Le chercheur indigène précise que, bien qu'il n'y ait pas d'étude approfondie de ses origines, l'art textile fait aujourd'hui le lien avec la défense de nangaj iüt monopoots/ " la terre sacrée, une et la même pour nous ", faisant référence aux lagunes, aux mers, aux lieux sacrés, aux arbres et à tous les animaux avec lesquels ils vivent.

"Tout ce territoire est représenté dans les textiles. C'est le territoire sacré que nous avons défendu collectivement, qui a été convoité au point que des entreprises éoliennes et des mégaprojets transnationaux ont voulu l'envahir, les mêmes qui ont généré les conflits entre les peuples Ikoots et l'isthme de Tehuantepec", explique le chercheur.

L'amour de la mer sacrée

Sous un olivier feuillu, une femme au visage serein et aux mains fortes tisse un huipil sur son métier à tisser en bois pendant l'entretien. Dans sa langue Ombeayiüts, elle parle de "l'amour de la mer sacrée", comme elle appelle ce corps naturel de son territoire. Elle s'appelle Romualda Baloes Zepeda et elle a 79 ans.

Une "femme vertueuse", comme on l'appelle dans la communauté. À l'âge de 12 ans, elle a commencé à tisser avec des fils de coton l'histoire de son peuple, un art textile indigène qu'elle a partagé avec ses filles, fils et petites-filles. À un poteau de bois qu'ils appellent xiül, elle attache son métier à tisser, composé de dix pièces sélectionnées dans une belle finition de bois provenant des arbres de la communauté, qu'elle maintient autour de sa taille au moyen d'une ceinture qui était autrefois en palme et qui est aujourd'hui en cuir.

Pieds nus, vêtue de son jupon et de son huipil fleuri, Romualda tisse sans s'arrêter. Elle dit que chaque fois qu'elle file avec son aiguille en bois, elle imagine qu'avec les fils de coton, elle forme la mer, son territoire, où vivent les crevettes, les crabes, les poissons, les pélicans, les tortues et le pêcheur, qui "ne peut pas manquer". Elle dessine également des papillons, des chiens, des écureuils, des palmiers, des chèvres, du maïs, le paysan et tout ce qu'il imagine qui existe autour de lui.

"Sans la mer sacrée, nous ne sommes rien. La mer nous aide car c'est d'elle que tout vient", dit-elle. Ses compagnons expliquent que "lorsqu'elle tisse, on dirait qu'elle écrit un poème et que ses vers et rimes sont les couleurs et les formes qu'elle donne aux fils avec lesquels elle construit son territoire et qu'elle partage avec ceux qui apprécient son art".

Romualda aime tisser. Elle est silencieuse, timide et vénère toujours ce qu'elle fait, comme toutes les femmes Ikoots qui font un rituel de broderie, celles qui n'ont pas besoin d'aller pêcher en mer parce qu'elles tissent, dans le cadre de la vie traditionnelle et cérémoniale qu'elles ont toujours défendue.
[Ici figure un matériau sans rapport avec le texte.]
//! Deterministic engine that replays a fixed script.
//!
//! Used by tests and local smoke runs where loading a real model is not
//! wanted.

use std::path::{Path, PathBuf};
use std::sync::atomic::{AtomicUsize, Ordering};
use std::sync::Mutex;
use std::time::Duration;

use voicetranscript_common::{Result, VoiceTranscriptError};

use crate::engine::TranscriptionEngine;
use crate::types::{EngineOutput, LanguageInfo, Segment};

#[derive(Debug, Clone)]
enum Script {
    Output(EngineOutput),
    Fail(String),
    Panic,
}

/// What the engine observed on one call
#[derive(Debug, Clone, PartialEq)]
pub struct ObservedCall {
    pub path: PathBuf,
    pub file_existed: bool,
}

pub struct ScriptedEngine {
    script: Script,
    delay: Option<Duration>,
    model_name: String,
    calls: Mutex<Vec<ObservedCall>>,
    active: AtomicUsize,
    peak: AtomicUsize,
}

impl ScriptedEngine {
    fn from_script(script: Script) -> Self {
        Self {
            script,
            delay: None,
            model_name: "scripted".to_string(),
            calls: Mutex::new(Vec::new()),
            active: AtomicUsize::new(0),
            peak: AtomicUsize::new(0),
        }
    }

    /// One-second segments with the given texts, detected as English
    pub fn with_segments(texts: &[&str]) -> Self {
        let segments = texts
            .iter()
            .enumerate()
            .map(|(i, text)| Segment::new(i as f32, (i + 1) as f32, *text))
            .collect();
        let info = LanguageInfo {
            language: Some("en".to_string()),
            probability: Some(0.95),
        };
        Self::returning(EngineOutput::new(segments, info))
    }

    pub fn returning(output: EngineOutput) -> Self {
        Self::from_script(Script::Output(output))
    }

    /// Runs successfully but emits no segments
    pub fn silent() -> Self {
        Self::returning(EngineOutput::default())
    }

    pub fn failing(message: impl Into<String>) -> Self {
        Self::from_script(Script::Fail(message.into()))
    }

    pub fn panicking() -> Self {
        Self::from_script(Script::Panic)
    }

    /// Sleep for `delay` inside every call
    pub fn with_delay(mut self, delay: Duration) -> Self {
        self.delay = Some(delay);
        self
    }

    pub fn with_model_name(mut self, name: impl Into<String>) -> Self {
        self.model_name = name.into();
        self
    }

    pub fn calls(&self) -> Vec<ObservedCall> {
        self.calls.lock().map(|c| c.clone()).unwrap_or_default()
    }

    /// Highest number of calls that were running at the same time
    pub fn peak_concurrency(&self) -> usize {
        self.peak.load(Ordering::SeqCst)
    }
}

impl TranscriptionEngine for ScriptedEngine {
    fn transcribe(&self, audio_path: &Path) -> Result<EngineOutput> {
        let running = self.active.fetch_add(1, Ordering::SeqCst) + 1;
        self.peak.fetch_max(running, Ordering::SeqCst);

        if let Ok(mut calls) = self.calls.lock() {
            calls.push(ObservedCall {
                path: audio_path.to_path_buf(),
                file_existed: audio_path.exists(),
            });
        }

        if let Some(delay) = self.delay {
            std::thread::sleep(delay);
        }

        self.active.fetch_sub(1, Ordering::SeqCst);

        match &self.script {
            Script::Output(output) => Ok(output.clone()),
            Script::Fail(message) => Err(VoiceTranscriptError::internal(message.clone())),
            Script::Panic => panic!("scripted engine panic"),
        }
    }

    fn model_name(&self) -> &str {
        &self.model_name
    }

    fn device(&self) -> &str {
        "cpu"
    }
}
//! Fixed-window per-client rate limiting
//!
//! Counters live in a shared primary store when one is configured and
//! reachable, otherwise in process memory.

mod memory;
mod redis_store;

pub use memory::MemoryStore;
pub use redis_store::{window_key, RedisStore};

use async_trait::async_trait;
use serde::Serialize;
use std::sync::atomic::{AtomicBool, AtomicU64, Ordering};
use std::sync::{Arc, Weak};
use std::time::{Duration, SystemTime, UNIX_EPOCH};
use tokio::task::JoinHandle;
use tracing::{debug, error, info, warn};
use voicetranscript_common::{AppConfig, RateLimitFailureMode, Result, VoiceTranscriptError};

/// Counter backend for fixed windows
#[async_trait]
pub trait RateLimitStore: Send + Sync {
    /// Create-or-increment the counter for `(key, window_id)` and return it
    async fn increment(&self, key: &str, window_id: u64, ttl: Duration) -> Result<u64>;

    /// Liveness check
    async fn ping(&self) -> Result<()>;

    fn name(&self) -> &'static str;
}

/// Time source, as a duration since the Unix epoch
pub trait Clock: Send + Sync {
    fn now(&self) -> Duration;
}

#[derive(Debug, Clone, Copy, Default)]
pub struct SystemClock;

impl Clock for SystemClock {
    fn now(&self) -> Duration {
        SystemTime::now().duration_since(UNIX_EPOCH).unwrap_or_default()
    }
}

/// Clock that only moves when told to
#[cfg(test)]
#[derive(Debug, Default)]
pub struct ManualClock {
    millis: AtomicU64,
}

#[cfg(test)]
impl ManualClock {
    pub fn at(now: Duration) -> Self {
        Self {
            millis: AtomicU64::new(now.as_millis() as u64),
        }
    }

    pub fn advance(&self, by: Duration) {
        self.millis.fetch_add(by.as_millis() as u64, Ordering::SeqCst);
    }
}

#[cfg(test)]
impl Clock for ManualClock {
    fn now(&self) -> Duration {
        Duration::from_millis(self.millis.load(Ordering::SeqCst))
    }
}

/// Requests allowed per window
#[derive(Debug, Clone, Copy, PartialEq, Eq)]
pub struct Quota {
    pub limit: u32,
    pub window: Duration,
}

impl Quota {
    pub fn new(limit: u32, window: Duration) -> Self {
        Self { limit, window }
    }

    fn window_millis(&self) -> u64 {
        (self.window.as_millis() as u64).max(1)
    }
}

/// Which store answered a check
#[derive(Debug, Clone, Copy, PartialEq, Eq, Serialize)]
#[serde(rename_all = "lowercase")]
pub enum Backend {
    Primary,
    Fallback,
}

impl Backend {
    pub fn as_str(&self) -> &'static str {
        match self {
            Self::Primary => "primary",
            Self::Fallback => "fallback",
        }
    }
}

#[derive(Debug, Clone, Copy, PartialEq, Eq)]
pub struct RateLimitDecision {
    pub allowed: bool,
    /// Always set when `allowed` is false
    pub retry_after: Option<Duration>,
    /// Store the limiter consulted. A primary failure under the `open` or
    /// `closed` failure mode still reports `Primary`: the request was
    /// decided by the mode and counted nowhere.
    pub backend: Backend,
}

impl RateLimitDecision {
    fn allow(backend: Backend) -> Self {
        Self {
            allowed: true,
            retry_after: None,
            backend,
        }
    }

    fn deny(retry_after: Duration, backend: Backend) -> Self {
        Self {
            allowed: false,
            retry_after: Some(retry_after),
            backend,
        }
    }
}

/// Whole seconds for a `Retry-After` header: rounded up, at least 1
pub fn retry_after_secs(retry_after: Duration) -> u64 {
    let millis = retry_after.as_millis() as u64;
    millis.div_ceil(1000).max(1)
}

pub struct RateLimiter {
    quota: Quota,
    primary: Option<Arc<dyn RateLimitStore>>,
    fallback: MemoryStore,
    degraded: AtomicBool,
    failure_mode: RateLimitFailureMode,
    store_timeout: Duration,
    clock: Arc<dyn Clock>,
    last_sweep: AtomicU64,
}

impl RateLimiter {
    /// In-memory limiter with no primary store
    pub fn new(quota: Quota) -> Self {
        Self {
            quota,
            primary: None,
            fallback: MemoryStore::new(),
            degraded: AtomicBool::new(false),
            failure_mode: RateLimitFailureMode::Fallback,
            store_timeout: Duration::from_secs(2),
            clock: Arc::new(SystemClock),
            last_sweep: AtomicU64::new(0),
        }
    }

    pub fn with_primary(mut self, store: Arc<dyn RateLimitStore>) -> Self {
        self.primary = Some(store);
        self
    }

    pub fn with_failure_mode(mut self, mode: RateLimitFailureMode) -> Self {
        self.failure_mode = mode;
        self
    }

    pub fn with_clock(mut self, clock: Arc<dyn Clock>) -> Self {
        self.clock = clock;
        self
    }

    /// Bound on every primary store round trip, probes included
    pub fn with_store_timeout(mut self, timeout: Duration) -> Self {
        self.store_timeout = timeout;
        self
    }

    /// Build from configuration and probe the primary store once
    pub async fn from_config(config: &AppConfig) -> Result<Self> {
        let quota = Quota::new(config.rate_limit_requests, config.rate_limit_window());
        let mut limiter = Self::new(quota)
            .with_failure_mode(config.rate_limit_failure_mode)
            .with_store_timeout(config.rate_limit_probe_timeout());

        if let Some(url) = &config.rate_limit_store_url {
            limiter = limiter.with_primary(Arc::new(RedisStore::new(url)?));
            limiter.probe().await;
        } else {
            info!("No rate limit store configured, using in-memory counters");
        }

        Ok(limiter)
    }

    pub fn quota(&self) -> Quota {
        self.quota
    }

    /// Backend that the next check will try first
    pub fn backend(&self) -> Backend {
        match &self.primary {
            Some(_) if !self.degraded.load(Ordering::SeqCst) => Backend::Primary,
            _ => Backend::Fallback,
        }
    }

    /// Ping the primary store. Success clears the degraded flag and failure
    /// sets it. Returns whether the primary is usable.
    pub async fn probe(&self) -> bool {
        let Some(primary) = &self.primary else {
            return false;
        };

        let outcome = match tokio::time::timeout(self.store_timeout, primary.ping()).await {
            Ok(result) => result,
            Err(_) => Err(VoiceTranscriptError::store("probe timed out")),
        };

        match outcome {
            Ok(()) => {
                if self.degraded.swap(false, Ordering::SeqCst) {
                    info!("Rate limit store {} reachable again, leaving fallback", primary.name());
                } else {
                    info!("Rate limit store {} connected", primary.name());
                }
                true
            }
            Err(e) => {
                self.degraded.store(true, Ordering::SeqCst);
                warn!(
                    "Rate limit store {} unavailable ({}), using in-memory fallback",
                    primary.name(),
                    e
                );
                false
            }
        }
    }

    /// Periodically re-probe while degraded. The task ends when the limiter
    /// is dropped.
    pub fn spawn_reprobe(self: &Arc<Self>, interval: Duration) -> Option<JoinHandle<()>> {
        self.primary.as_ref()?;

        let limiter: Weak<Self> = Arc::downgrade(self);
        Some(tokio::spawn(async move {
            let mut ticker = tokio::time::interval(interval);
            ticker.tick().await;
            loop {
                ticker.tick().await;
                let Some(limiter) = limiter.upgrade() else {
                    break;
                };
                if limiter.degraded.load(Ordering::SeqCst) {
                    debug!("Re-probing rate limit store");
                    limiter.probe().await;
                }
            }
        }))
    }

    /// Count one request for `client_key`. Store failures are absorbed
    /// according to the failure mode.
    pub async fn check(&self, client_key: &str) -> RateLimitDecision {
        let now_ms = self.clock.now().as_millis() as u64;
        let window_ms = self.quota.window_millis();
        let window_id = now_ms / window_ms;
        let remaining = Duration::from_millis(window_ms - now_ms % window_ms);

        let (count, backend) = match self.active_primary() {
            Some(primary) => match self.increment_primary(primary, client_key, window_id).await {
                Ok(count) => (count, Backend::Primary),
                Err(e) => match self.failure_mode {
                    RateLimitFailureMode::Fallback => {
                        self.degraded.store(true, Ordering::SeqCst);
                        warn!("Rate limit store failed ({}), degrading to in-memory fallback", e);
                        (self.hit_fallback(client_key, window_id), Backend::Fallback)
                    }
                    // uncounted; see `RateLimitDecision::backend`
                    RateLimitFailureMode::Open => {
                        warn!("Rate limit store failed ({}), allowing request", e);
                        return RateLimitDecision::allow(Backend::Primary);
                    }
                    RateLimitFailureMode::Closed => {
                        error!("Rate limit store failed ({}), denying request", e);
                        return RateLimitDecision::deny(remaining, Backend::Primary);
                    }
                },
            },
            None => (self.hit_fallback(client_key, window_id), Backend::Fallback),
        };

        if count <= u64::from(self.quota.limit) {
            RateLimitDecision::allow(backend)
        } else {
            RateLimitDecision::deny(remaining, backend)
        }
    }

    /// Like [`check`](Self::check) but turns a denial into a `RATE_LIMITED` error
    pub async fn enforce(&self, client_key: &str) -> Result<RateLimitDecision> {
        let decision = self.check(client_key).await;
        if decision.allowed {
            return Ok(decision);
        }

        let retry_after = decision.retry_after.unwrap_or(self.quota.window);
        warn!("Rate limit exceeded for {}", client_key);
        Err(VoiceTranscriptError::rate_limited(
            format!(
                "Rate limit exceeded: {} requests per {}s. Retry after {}s",
                self.quota.limit,
                self.quota.window.as_secs(),
                retry_after_secs(retry_after)
            ),
            retry_after,
        ))
    }

    fn active_primary(&self) -> Option<&Arc<dyn RateLimitStore>> {
        self.primary
            .as_ref()
            .filter(|_| !self.degraded.load(Ordering::SeqCst))
    }

    async fn increment_primary(
        &self,
        primary: &Arc<dyn RateLimitStore>,
        client_key: &str,
        window_id: u64,
    ) -> Result<u64> {
        match tokio::time::timeout(
            self.store_timeout,
            primary.increment(client_key, window_id, self.quota.window),
        )
        .await
        {
            Ok(result) => result,
            Err(_) => Err(VoiceTranscriptError::store("increment timed out")),
        }
    }

    fn hit_fallback(&self, client_key: &str, window_id: u64) -> u64 {
        if self.last_sweep.swap(window_id, Ordering::SeqCst) < window_id {
            self.fallback.sweep(window_id);
        }
        self.fallback.hit(client_key, window_id)
    }
}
Dans son livre El mundo ikoots en el arte de tejer, de Justina Oviedo, l'anthropologue Flavia Cuturi reconnaît que les femmes et leurs activités sont les protagonistes tant du quotidien que des jours de fête. Cuturi explique que les ikoots peuvent préparer la nourriture pour la famille et pour la maison du maître d'hôtel, mais aussi vendre au marché, s'occuper du jardin et de leurs animaux ou participer à des activités cérémonielles. L'anthropologue décrit des femmes comme Romualda, qui fait du tissage une activité cérémoniale qu'elle transmet aux enfants de la communauté.

"Savoir tisser, c'est maintenir San Mateo del Mar en vie, car si personne n'enseigne aux enfants, notre savoir mourra, et bien sûr la mer sacrée, le territoire lui-même", explique la femme, qui a appris à tisser en observant les mouvements dextres de sa mère pendant les longues heures qu'elle passait à son métier.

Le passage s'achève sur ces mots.